Cutler 03 - Twilight's Child
"We intend to be married within a week."
"A week!" I couldn't help my exclamation. "But it's been less than two months since Randolph's death," I cried.
Like a tender flower without the admiration of rain to nourish her faith in herself, Mother wilted before me.
"I knew it," she moaned. "I knew she would say something like that. I just knew it! My happiness means nothing to you, does it, Dawn?"
"Well, how can you expect me to say anything else?"
I looked up at Bronson and then turned back to Mother. "How can you do this so soon after Randolph's death?"

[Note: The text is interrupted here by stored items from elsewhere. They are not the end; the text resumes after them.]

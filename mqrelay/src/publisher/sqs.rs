use anyhow::anyhow;
use async_trait::async_trait;
use aws_sdk_sqs::types::MessageAttributeValue;
use dashmap::DashMap;
use tokio::sync::Notify;

use mqrelay_conf as conf;

use super::{
    MessageFormat, PublishCallback, PublishRequest, PublishResponse, Publisher, TopicMappings,
    MQTT_DUP_HEADER, MQTT_MSG_FMT_HEADER, MQTT_MSG_ID_HEADER, MQTT_QOS_HEADER, MQTT_RETAIN_HEADER,
};
use crate::Result;

/// Message group used for `.fifo` queues when the client did not present an
/// identifier.
pub(crate) const DEFAULT_MESSAGE_GROUP: &str = "mqtt-proxy";

/// Publishes MQTT messages to AWS SQS. QoS-agnostic: a single client serves
/// every level. Queue URLs are resolved once per queue name and cached.
pub struct SqsPublisher {
    client: aws_sdk_sqs::Client,
    queue_mappings: TopicMappings,
    message_format: MessageFormat,
    queue_urls: DashMap<String, String>,
    done: Notify,
}

impl SqsPublisher {
    pub async fn new(cfg: &conf::Sqs, message_format: MessageFormat) -> Result<SqsPublisher> {
        let queue_mappings = TopicMappings::new(&cfg.queue_mappings, &cfg.default_queue)?;
        let sdk_config = aws_config::load_defaults(aws_config::BehaviorVersion::latest()).await;
        Ok(SqsPublisher {
            client: aws_sdk_sqs::Client::new(&sdk_config),
            queue_mappings,
            message_format,
            queue_urls: DashMap::new(),
            done: Notify::new(),
        })
    }

    async fn queue_url(&self, mqtt_topic: &str) -> Result<String> {
        let queue_name = self.queue_mappings.resolve(mqtt_topic)?;
        if let Some(url) = self.queue_urls.get(queue_name) {
            return Ok(url.clone());
        }
        let output = self
            .client
            .get_queue_url()
            .queue_name(queue_name)
            .send()
            .await
            .map_err(|e| anyhow!("GetQueueUrl '{}' failed: {}", queue_name, e))?;
        let url = output.queue_url().ok_or_else(|| anyhow!("no url for queue '{}'", queue_name))?;
        self.queue_urls.insert(queue_name.to_string(), url.to_string());
        Ok(url.to_string())
    }

    async fn send_message(&self, request: &PublishRequest) -> Result<PublishResponse> {
        let queue_url = self.queue_url(&request.topic_name).await?;
        let body = self.message_format.message_body(request)?;
        let message_id = request.packet_id.to_string();

        let mut input = self
            .client
            .send_message()
            .queue_url(&queue_url)
            .message_body(String::from_utf8_lossy(&body).into_owned())
            .message_attributes(MQTT_DUP_HEADER, string_attribute("String.bool", request.dup.to_string())?)
            .message_attributes(MQTT_QOS_HEADER, string_attribute("Number", request.qos.to_string())?)
            .message_attributes(
                MQTT_RETAIN_HEADER,
                string_attribute("String.bool", request.retain.to_string())?,
            )
            .message_attributes(MQTT_MSG_ID_HEADER, string_attribute("Number", message_id.clone())?)
            .message_attributes(
                MQTT_MSG_FMT_HEADER,
                string_attribute("String", self.message_format.as_str().to_string())?,
            );

        if queue_url.ends_with(".fifo") {
            input = input
                .message_group_id(message_group_id(request))
                .message_deduplication_id(message_id);
        }

        let output = input.send().await.map_err(|e| anyhow!("SendMessage failed: {}", e))?;
        Ok(PublishResponse { id: output.message_id().map(str::to_string), error: None })
    }
}

pub(crate) fn message_group_id(request: &PublishRequest) -> String {
    if request.client_id.is_empty() {
        DEFAULT_MESSAGE_GROUP.to_string()
    } else {
        request.client_id.to_string()
    }
}

fn string_attribute(data_type: &str, value: String) -> Result<MessageAttributeValue> {
    MessageAttributeValue::builder()
        .data_type(data_type)
        .string_value(value)
        .build()
        .map_err(|e| anyhow!(e))
}

#[async_trait]
impl Publisher for SqsPublisher {
    fn name(&self) -> &'static str {
        "sqs"
    }

    async fn publish(&self, request: &PublishRequest) -> Result<PublishResponse> {
        self.send_message(request).await
    }

    async fn publish_async(&self, request: PublishRequest, callback: PublishCallback) -> Result<()> {
        let response = self.send_message(&request).await?;
        callback(&request, response);
        Ok(())
    }

    async fn serve(&self) -> Result<()> {
        self.done.notified().await;
        log::info!("Serve stopped");
        Ok(())
    }

    async fn shutdown(&self) {
        let _ = self.close().await;
    }

    async fn close(&self) -> Result<()> {
        self.done.notify_waiters();
        log::info!("sqs publisher closed");
        Ok(())
    }
}

#[cfg(test)]
mod tests {
    use super::*;
    use bytes::Bytes;
    use bytestring::ByteString;

    #[test]
    fn test_message_group_id() {
        let mut request = PublishRequest {
            dup: false,
            qos: 1,
            retain: false,
            topic_name: ByteString::from_static("t"),
            packet_id: 7,
            payload: Bytes::new(),
            client_id: ByteString::from_static("client-42"),
        };
        assert_eq!(message_group_id(&request), "client-42");

        request.client_id = ByteString::new();
        assert_eq!(message_group_id(&request), DEFAULT_MESSAGE_GROUP);
    }
}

"You of all people should know, Dawn," she replied coldly, "that my marriage to Randolph was not much of a marriage anyway. He was married to his mother, her every shadow, her every word. You don't know how much I suffered," she added, her throat choking and her eyes filling with tears and quickly overflowing in streams down her dainty cheeks.
"Now Laura Sue, don't," Bronson chided gently, putting his glass of sherry down and going to her. He sat beside her and put his arm around her shoulders.
"Well, she doesn't know. She hates me because she doesn't know what I went through." She looked up at him, gazing into his eyes through her tears now.
Bronson turned to me, his eyes showing such intensity and purpose, it made my breath catch and a lump come into my throat.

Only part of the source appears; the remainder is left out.